Background: Viral infection including pandemic influenza may be associated with severe acute respiratory distress syndrome (ARDS) characterised by rapidly developing alveolitis with dense neutrophil infiltration. Complement activation has been suggested as a trigger but until now evidence has been lacking. Here we show that blockade of the complement system at the C5 level substantially reduces the severe respiratory effects of H1N1 infection in a mouse model and that this inhibition is independent of the severity of the viral infection. Methods: BalbC mice were infected with a sub-lethal (104 PFU) or a lethal dose (106 PFU) of human H1N1 virus or sham infected. Severe respiratory infection developed within 4 days in low inoculum animals and more rapidly in the high inoculum group. Mice were injected intraperitoneally with coversin, a C5 antagonist, at the time of infection and daily thereafter. At Day 6 (low inoculum group) and Day 3 (high inoculum group) animals underwent broncholaveolar lavage (BAL) pre-sacrifice. BAL fluid was inspected for total cells, neutrophils, protein and cytokines.

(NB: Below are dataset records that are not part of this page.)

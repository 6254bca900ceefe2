use tokio::sync::mpsc;

use crate::{Client, Event};

/// Receives every dispatch event after the cache has been updated.
///
/// Called on the gateway's receive task, one event at a time and in server
/// order. Long-running work should be spawned rather than done inline, since
/// the next event is not processed until this returns.
pub trait EventHandler: Send + Sync + 'static {
    fn on_event(&self, client: &Client, event: Event);
}

/// Ignores every event.
#[derive(Debug, Default, Clone, Copy)]
pub struct NoopHandler;

impl EventHandler for NoopHandler {
    fn on_event(&self, _client: &Client, _event: Event) {}
}

/// Adapts a closure into an [`EventHandler`].
pub struct FnHandler<F>(pub F);

impl<F> EventHandler for FnHandler<F>
where
    F: Fn(&Client, Event) + Send + Sync + 'static,
{
    fn on_event(&self, client: &Client, event: Event) {
        (self.0)(client, event)
    }
}

/// Pushes events onto an unbounded queue for pull-style consumption.
#[derive(Debug, Clone)]
pub struct QueueHandler {
    tx: mpsc::UnboundedSender<Event>,
}

impl QueueHandler {
    pub fn new() -> (Self, EventQueue) {
        let (tx, rx) = mpsc::unbounded_channel();
        (Self { tx }, EventQueue { rx })
    }
}

impl EventHandler for QueueHandler {
    fn on_event(&self, _client: &Client, event: Event) {
        if self.tx.send(event).is_err() {
            tracing::debug!("event queue dropped, discarding event");
        }
    }
}

/// Consumer side of a [`QueueHandler`]. Events come out in dispatch order.
#[derive(Debug)]
pub struct EventQueue {
    rx: mpsc::UnboundedReceiver<Event>,
}

impl EventQueue {
    /// Next event, or `None` once the client has been dropped.
    pub async fn next_event(&mut self) -> Option<Event> {
        self.rx.recv().await
    }

    /// Blocking variant for plain threads. Must not be called from async code.
    pub fn next_event_blocking(&mut self) -> Option<Event> {
        self.rx.blocking_recv()
    }

    pub fn try_next_event(&mut self) -> Option<Event> {
        self.rx.try_recv().ok()
    }
}
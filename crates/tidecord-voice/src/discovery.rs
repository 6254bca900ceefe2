use std::net::SocketAddr;
use std::time::Duration;

use tokio::net::UdpSocket;
use tokio::time::Instant;

use crate::packet::{DiscoveryPacket, DISCOVERY_PACKET_SIZE};
use crate::DiscoveryError;

pub const DEFAULT_DISCOVERY_ATTEMPTS: u32 = 5;
pub const DEFAULT_DISCOVERY_TIMEOUT: Duration = Duration::from_secs(2);

/// Learn our externally visible address and port as seen by the voice server.
///
/// Each attempt sends one probe and waits up to `timeout` for a valid reply
/// from `peer`. Datagrams from other addresses and malformed replies are
/// skipped without consuming an attempt.
pub async fn discover_ip(
    socket: &UdpSocket,
    peer: SocketAddr,
    ssrc: u32,
    attempts: u32,
    timeout: Duration,
) -> Result<(String, u16), DiscoveryError> {
    let probe = DiscoveryPacket::request(ssrc);
    let mut buf = [0u8; 1024];

    for attempt in 1..=attempts.max(1) {
        tracing::debug!(%peer, ssrc, attempt, "sending IP discovery probe");
        socket.send_to(&probe, peer).await?;
        let deadline = Instant::now() + timeout;

        loop {
            let (len, from) =
                match tokio::time::timeout_at(deadline, socket.recv_from(&mut buf)).await {
                    Ok(result) => result?,
                    Err(_) => {
                        tracing::warn!(%peer, attempt, "IP discovery timed out, retrying");
                        break;
                    }
                };
            if from != peer {
                tracing::debug!(%from, "ignoring datagram from unexpected peer");
                continue;
            }
            match DiscoveryPacket::parse_response(&buf[..len], ssrc) {
                Ok(reply) => {
                    tracing::debug!(address = %reply.address, port = reply.port, "IP discovery complete");
                    return Ok((reply.address, reply.port));
                }
                Err(err) => {
                    tracing::warn!(error = %err, len, expected = DISCOVERY_PACKET_SIZE, "ignoring invalid discovery reply");
                }
            }
        }
    }

    Err(DiscoveryError::TimedOut {
        attempts: attempts.max(1),
    })
}
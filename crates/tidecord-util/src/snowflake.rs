use std::fmt;
use std::str::FromStr;

use serde::de::{self, Visitor};
use serde::{Deserialize, Deserializer, Serialize, Serializer};

/// Platform epoch: 2015-01-01T00:00:00Z
const PLATFORM_EPOCH: u64 = 1_420_070_400_000;

/// A platform-issued Snowflake ID.
/// Format: 42 bits timestamp | 5 bits worker | 5 bits process | 12 bits increment
///
/// The gateway sends ids as JSON strings; numbers are accepted too.
#[derive(Debug, Clone, Copy, PartialEq, Eq, Hash, PartialOrd, Ord, Default)]
pub struct Snowflake(pub u64);

impl Snowflake {
    pub const fn new(id: u64) -> Self {
        Self(id)
    }

    pub const fn get(self) -> u64 {
        self.0
    }

    /// Extract the Unix timestamp (ms) from a snowflake.
    pub fn timestamp_millis(self) -> u64 {
        (self.0 >> 22) + PLATFORM_EPOCH
    }
}

impl fmt::Display for Snowflake {
    fn fmt(&self, f: &mut fmt::Formatter<'_>) -> fmt::Result {
        write!(f, "{}", self.0)
    }
}

impl From<u64> for Snowflake {
    fn from(id: u64) -> Self {
        Self(id)
    }
}

#[derive(Debug, thiserror::Error)]
#[error("invalid snowflake: {0:?}")]
pub struct ParseSnowflakeError(String);

impl FromStr for Snowflake {
    type Err = ParseSnowflakeError;

    fn from_str(s: &str) -> Result<Self, Self::Err> {
        s.trim()
            .parse::<u64>()
            .map(Self)
            .map_err(|_| ParseSnowflakeError(s.to_string()))
    }
}

impl Serialize for Snowflake {
    fn serialize<S: Serializer>(&self, serializer: S) -> Result<S::Ok, S::Error> {
        serializer.collect_str(&self.0)
    }
}

struct SnowflakeVisitor;

impl Visitor<'_> for SnowflakeVisitor {
    type Value = Snowflake;

    fn expecting(&self, f: &mut fmt::Formatter<'_>) -> fmt::Result {
        f.write_str("a snowflake as a string or integer")
    }

    fn visit_u64<E: de::Error>(self, v: u64) -> Result<Snowflake, E> {
        Ok(Snowflake(v))
    }

    fn visit_i64<E: de::Error>(self, v: i64) -> Result<Snowflake, E> {
        u64::try_from(v)
            .map(Snowflake)
            .map_err(|_| E::custom("negative snowflake"))
    }

    fn visit_str<E: de::Error>(self, v: &str) -> Result<Snowflake, E> {
        v.parse().map_err(E::custom)
    }
}

impl<'de> Deserialize<'de> for Snowflake {
    fn deserialize<D: Deserializer<'de>>(deserializer: D) -> Result<Self, D::Error> {
        deserializer.deserialize_any(SnowflakeVisitor)
    }
}

#[cfg(test)]
mod tests {
    use super::*;

    #[test]
    fn decodes_strings_and_numbers() {
        let from_str: Snowflake = serde_json::from_str("\"175928847299117063\"").unwrap();
        let from_num: Snowflake = serde_json::from_str("175928847299117063").unwrap();
        assert_eq!(from_str, from_num);
        assert_eq!(
            serde_json::to_string(&from_str).unwrap(),
            "\"175928847299117063\""
        );
    }

    #[test]
    fn extracts_timestamp() {
        // 2016-04-30T11:18:25.796Z
        assert_eq!(Snowflake(175928847299117063).timestamp_millis(), 1_462_015_105_796);
    }

    #[test]
    fn rejects_garbage() {
        assert!("abc".parse::<Snowflake>().is_err());
        assert!(serde_json::from_str::<Snowflake>("-1").is_err());
    }
}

Results: Vehicle treated mice in both high and low inocula groups had significantly elevated total cells, protein, neutrophils and cytokines (IL-1b, IL-6 and CXCL2) compared to sham treated. Mice treated with coversin had significantly lower elevation of all inflammatory parameters. In particular there was 69% inhibition of the neutrophil response in the low inoculum group and 71% in the high inoculum group compared to vehicle. These differences were significant at 104 PFU (p < 0.01) and at 106 PFU (p < 0.001). Conclusions: Treatment of mice infected with H1N1 virus with a complement C5 inhibitor significantly attenuated respiratory inflammation. The alveolar inflammatory response and the inhibition appeared to be independent of the viral load. This suggests that the response is an all-or-none phenomenon which further supports the possibility that complement activation is involved.